[REQUIRED WORK]: Your answer should be the entries below, reproduced character for character.

[DATA SECTION]:
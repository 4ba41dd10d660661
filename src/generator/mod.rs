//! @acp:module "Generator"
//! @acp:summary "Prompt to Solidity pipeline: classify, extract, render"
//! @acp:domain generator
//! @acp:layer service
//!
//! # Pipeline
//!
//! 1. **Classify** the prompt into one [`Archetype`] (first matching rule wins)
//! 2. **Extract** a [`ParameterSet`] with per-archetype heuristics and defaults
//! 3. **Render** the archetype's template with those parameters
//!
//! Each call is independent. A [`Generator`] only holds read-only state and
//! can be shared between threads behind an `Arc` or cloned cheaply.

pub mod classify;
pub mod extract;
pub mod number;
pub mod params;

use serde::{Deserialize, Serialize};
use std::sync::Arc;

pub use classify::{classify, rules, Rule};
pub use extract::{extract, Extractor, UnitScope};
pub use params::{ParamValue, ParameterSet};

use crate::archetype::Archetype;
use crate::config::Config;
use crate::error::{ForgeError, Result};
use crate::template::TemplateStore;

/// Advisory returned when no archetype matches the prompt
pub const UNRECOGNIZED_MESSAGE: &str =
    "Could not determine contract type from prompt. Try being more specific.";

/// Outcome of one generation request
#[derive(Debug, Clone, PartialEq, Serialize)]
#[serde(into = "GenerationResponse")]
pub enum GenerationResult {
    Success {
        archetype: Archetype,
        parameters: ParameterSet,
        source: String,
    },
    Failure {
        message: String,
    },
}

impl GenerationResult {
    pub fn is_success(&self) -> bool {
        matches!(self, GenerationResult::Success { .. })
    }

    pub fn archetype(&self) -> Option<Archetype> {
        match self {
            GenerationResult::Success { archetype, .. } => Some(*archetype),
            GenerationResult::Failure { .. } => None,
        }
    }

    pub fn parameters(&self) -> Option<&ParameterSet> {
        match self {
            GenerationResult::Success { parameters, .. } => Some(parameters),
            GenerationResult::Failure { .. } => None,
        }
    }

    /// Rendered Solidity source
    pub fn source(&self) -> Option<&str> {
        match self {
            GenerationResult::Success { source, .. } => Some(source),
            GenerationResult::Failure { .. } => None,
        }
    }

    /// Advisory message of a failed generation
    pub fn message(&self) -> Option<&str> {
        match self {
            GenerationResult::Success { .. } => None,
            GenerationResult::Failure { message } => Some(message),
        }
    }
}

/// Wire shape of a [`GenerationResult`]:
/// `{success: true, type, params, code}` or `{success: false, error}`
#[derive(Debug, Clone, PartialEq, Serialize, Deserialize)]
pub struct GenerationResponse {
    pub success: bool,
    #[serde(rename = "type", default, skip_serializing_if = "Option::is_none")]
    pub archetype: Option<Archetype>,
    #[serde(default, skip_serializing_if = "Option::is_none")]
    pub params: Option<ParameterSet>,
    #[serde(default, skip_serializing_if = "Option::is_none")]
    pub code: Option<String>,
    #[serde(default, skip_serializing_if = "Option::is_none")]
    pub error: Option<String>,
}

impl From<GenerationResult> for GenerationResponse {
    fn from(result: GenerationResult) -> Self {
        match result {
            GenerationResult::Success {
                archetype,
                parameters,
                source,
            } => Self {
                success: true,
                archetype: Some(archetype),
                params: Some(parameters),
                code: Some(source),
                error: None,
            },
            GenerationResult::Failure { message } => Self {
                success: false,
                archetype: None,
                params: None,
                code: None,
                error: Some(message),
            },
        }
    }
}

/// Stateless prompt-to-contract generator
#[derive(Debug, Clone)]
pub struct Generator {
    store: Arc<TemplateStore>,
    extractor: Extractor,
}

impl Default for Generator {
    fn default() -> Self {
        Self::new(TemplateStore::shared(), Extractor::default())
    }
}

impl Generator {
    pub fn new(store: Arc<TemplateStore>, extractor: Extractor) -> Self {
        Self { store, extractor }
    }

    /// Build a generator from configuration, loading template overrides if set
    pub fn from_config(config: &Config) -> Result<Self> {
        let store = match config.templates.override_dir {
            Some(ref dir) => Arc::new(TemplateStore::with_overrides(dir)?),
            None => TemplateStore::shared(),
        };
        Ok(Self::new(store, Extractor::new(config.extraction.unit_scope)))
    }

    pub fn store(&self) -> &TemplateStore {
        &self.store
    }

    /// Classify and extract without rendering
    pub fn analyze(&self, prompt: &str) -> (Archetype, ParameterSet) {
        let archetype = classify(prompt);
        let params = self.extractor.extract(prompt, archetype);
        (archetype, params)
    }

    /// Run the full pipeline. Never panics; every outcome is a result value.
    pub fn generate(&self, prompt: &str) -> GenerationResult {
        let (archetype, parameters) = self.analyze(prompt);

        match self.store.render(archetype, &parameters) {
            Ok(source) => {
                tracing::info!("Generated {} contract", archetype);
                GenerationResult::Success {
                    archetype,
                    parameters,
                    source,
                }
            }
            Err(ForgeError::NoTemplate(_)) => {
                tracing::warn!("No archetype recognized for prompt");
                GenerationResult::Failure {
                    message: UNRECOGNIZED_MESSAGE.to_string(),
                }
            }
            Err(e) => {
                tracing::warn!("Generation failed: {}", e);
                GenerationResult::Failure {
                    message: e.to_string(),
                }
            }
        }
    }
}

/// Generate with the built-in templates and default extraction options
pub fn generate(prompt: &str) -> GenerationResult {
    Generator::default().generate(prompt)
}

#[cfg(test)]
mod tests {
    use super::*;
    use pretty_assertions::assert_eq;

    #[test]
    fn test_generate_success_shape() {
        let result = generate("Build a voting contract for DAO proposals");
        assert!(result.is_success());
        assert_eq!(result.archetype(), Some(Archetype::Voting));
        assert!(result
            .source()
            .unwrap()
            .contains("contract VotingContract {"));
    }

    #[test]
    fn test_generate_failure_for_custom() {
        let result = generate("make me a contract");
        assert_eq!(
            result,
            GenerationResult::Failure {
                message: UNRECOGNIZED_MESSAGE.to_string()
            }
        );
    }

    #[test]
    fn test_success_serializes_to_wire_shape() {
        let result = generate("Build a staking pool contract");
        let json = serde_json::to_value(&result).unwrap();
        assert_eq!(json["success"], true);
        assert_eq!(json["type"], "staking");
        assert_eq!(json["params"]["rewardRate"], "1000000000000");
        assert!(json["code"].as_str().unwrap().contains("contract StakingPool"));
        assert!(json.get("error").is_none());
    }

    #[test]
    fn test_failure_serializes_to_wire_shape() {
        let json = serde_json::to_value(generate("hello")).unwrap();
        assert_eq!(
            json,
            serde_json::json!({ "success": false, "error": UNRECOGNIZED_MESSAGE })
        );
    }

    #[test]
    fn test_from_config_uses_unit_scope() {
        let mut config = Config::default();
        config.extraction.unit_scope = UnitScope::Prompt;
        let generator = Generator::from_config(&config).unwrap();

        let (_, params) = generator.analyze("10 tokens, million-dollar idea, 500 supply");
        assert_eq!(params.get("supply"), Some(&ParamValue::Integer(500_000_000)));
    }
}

[TASK RESPONSE]:
repository 4ba41dd10d660661
filename src/generator/mod.rs
//! @acp:module "Generator"
//! @acp:summary "Prompt to Solidity pipeline: classify, extract, render"
//! @acp:domain generator
//! @acp:layer service
//!
//! # Pipeline
//!
//! 1. **Classify** the prompt into one [`Archetype`] (first matching rule wins)
//! 2. **Extract** a [`ParameterSet`] with per-archetype heuristics and defaults
//! 3. **Render** the archetype's template with those parameters
//!
//! Each call is independent. A [`Generator`] only holds read-only state and
//! can be shared between threads behind an `Arc` or cloned cheaply.

pub mod classify;
pub mod extract;
pub mod number;
pub mod params;

use serde::{Deserialize, Serialize};
use std::sync::Arc;

pub use classify::{classify, rules, Rule};
pub use extract::{extract, Extractor, UnitScope};
pub use params::{ParamValue, ParameterSet};

use crate::archetype::Archetype;
use crate::config::Config;
use crate::error::{ForgeError, Result};
use crate::template::TemplateStore;

/// Advisory returned when no archetype matches the prompt
pub const UNRECOGNIZED_MESSAGE: &str =
    "Could not determine contract type from prompt. Try being more specific.";

/// Outcome of one generation request
#[derive(Debug, Clone, PartialEq, Serialize)]
#[serde(into = "GenerationResponse")]
pub enum GenerationResult {
    Success {
        archetype: Archetype,
        parameters: ParameterSet,
        source: String,
    },
    Failure {
        message: String,
    },
}

impl GenerationResult {
    pub fn is_success(&self) -> bool {
        matches!(self, GenerationResult::Success { .. })
    }

    pub fn archetype(&self) -> Option<Archetype> {
        match self {
            GenerationResult::Success { archetype, .. } => Some(*archetype),
            GenerationResult::Failure { .. } => None,
        }
    }

    pub fn parameters(&self) -> Option<&ParameterSet> {
        match self {
            GenerationResult::Success { parameters, .. } => Some(parameters),
            GenerationResult::Failure { .. } => None,
        }
    }

    /// Rendered Solidity source
    pub fn source(&self) -> Option<&str> {
        match self {
            GenerationResult::Success { source, .. } => Some(source),
            GenerationResult::Failure { .. } => None,
        }
    }

    /// Advisory message of a failed generation
    pub fn message(&self) -> Option<&str> {
        match self {
            GenerationResult::Success { .. } => None,
            GenerationResult::Failure { message } => Some(message),
        }
    }
}

/// Wire shape of a [`GenerationResult`]:
/// `{success: true, type, params, code}` or `{success: false, error}`
#[derive(Debug, Clone, PartialEq, Serialize, Deserialize)]
pub struct GenerationResponse {
    pub success: bool,
    #[serde(rename = "type", default, skip_serializing_if = "Option::is_none")]
    pub archetype: Option<Archetype>,
    #[serde(default, skip_serializing_if = "Option::is_none")]
    pub params: Option<ParameterSet>,
    #[serde(default, skip_serializing_if = "Option::is_none")]
    pub code: Option<String>,
    #[serde(default, skip_serializing_if = "Option::is_none")]
    pub error: Option<String>,
}

impl From<GenerationResult> for GenerationResponse {
    fn from(result: GenerationResult) -> Self {
        match result {
            GenerationResult::Success {
                archetype,
                parameters,
                source,
            } => Self {
                success: true,
                archetype: Some(archetype),
                params: Some(parameters),
                code: Some(source),
                error: None,
            },
            GenerationResult::Failure { message } => Self {
                success: false,
                archetype: None,
                params: None,
                code: None,
                error: Some(message),
            },
        }
    }
}

/// Stateless prompt-to-contract generator
#[derive(Debug, Clone)]
pub struct Generator {
    store: Arc<TemplateStore>,
    extractor: Extractor,
}

impl Default for Generator {
    fn default() -> Self {
        Self::new(TemplateStore::shared(), Extractor::default())
    }
}

impl Generator {
    pub fn new(store: Arc<TemplateStore>, extractor: Extractor) -> Self {
        Self { store, extractor }
    }

    /// Build a generator from configuration, loading template overrides if set
    pub fn from_config(config: &Config) -> Result<Self> {
        let store = match config.templates.override_dir {
            Some(ref dir) => Arc::new(TemplateStore::with_overrides(dir)?),
            None => TemplateStore::shared(),
        };
        Ok(Self::new(store, Extractor::new(config.extraction.unit_scope)))
    }

    pub fn store(&self) -> &TemplateStore {
        &self.store
    }

    /// Classify and extract without rendering
    pub fn analyze(&self, prompt: &str) -> (Archetype, ParameterSet) {
        let archetype = classify(prompt);
        let params = self.extractor.extract(prompt, archetype);
        (archetype, params)
    }

    /// Run the full pipeline. Never panics; every outcome is a result value.
    pub fn generate(&self, prompt: &str) -> GenerationResult {
        let (archetype, parameters) = self.analyze(prompt);

        match self.store.render(archetype, &parameters) {
            Ok(source) => {
                tracing::info!("Generated {} contract", archetype);
                GenerationResult::Success {
                    archetype,
                    parameters,
                    source,
                }
            }
            Err(ForgeError::NoTemplate(_)) => {
                tracing::warn!("No archetype recognized for prompt");
                GenerationResult::Failure {
                    message: UNRECOGNIZED_MESSAGE.to_string(),
                }
            }
            Err(e) => {
                tracing::warn!("Generation failed: {}", e);
                GenerationResult::Failure {
                    message: e.to_string(),
                }
            }
        }
    }
}

/// Generate with the built-in templates and default extraction options
pub fn generate(prompt: &str) -> GenerationResult {
    Generator::default().generate(prompt)
}

#[cfg(test)]
mod tests {
    use super::*;
    use pretty_assertions::assert_eq;

    #[test]
    fn test_generate_success_shape() {
        let result = generate("Build a voting contract for DAO proposals");
        assert!(result.is_success());
        assert_eq!(result.archetype(), Some(Archetype::Voting));
        assert!(result
            .source()
            .unwrap()
            .contains("contract VotingContract {"));
    }

    #[test]
    fn test_generate_failure_for_custom() {
        let result = generate("make me a contract");
        assert_eq!(
            result,
            GenerationResult::Failure {
                message: UNRECOGNIZED_MESSAGE.to_string()
            }
        );
    }

    #[test]
    fn test_success_serializes_to_wire_shape() {
        let result = generate("Build a staking pool contract");
        let json = serde_json::to_value(&result).unwrap();
        assert_eq!(json["success"], true);
        assert_eq!(json["type"], "staking");
        assert_eq!(json["params"]["rewardRate"], "1000000000000");
        assert!(json["code"].as_str().unwrap().contains("contract StakingPool"));
        assert!(json.get("error").is_none());
    }

    #[test]
    fn test_failure_serializes_to_wire_shape() {
        let json = serde_json::to_value(generate("hello")).unwrap();
        assert_eq!(
            json,
            serde_json::json!({ "success": false, "error": UNRECOGNIZED_MESSAGE })
        );
    }

    #[test]
    fn test_from_config_uses_unit_scope() {
        let mut config = Config::default();
        config.extraction.unit_scope = UnitScope::Prompt;
        let generator = Generator::from_config(&config).unwrap();

        let (_, params) = generator.analyze("10 tokens, million-dollar idea, 500 supply");
        assert_eq!(params.get("supply"), Some(&ParamValue::Integer(500_000_000)));
    }
}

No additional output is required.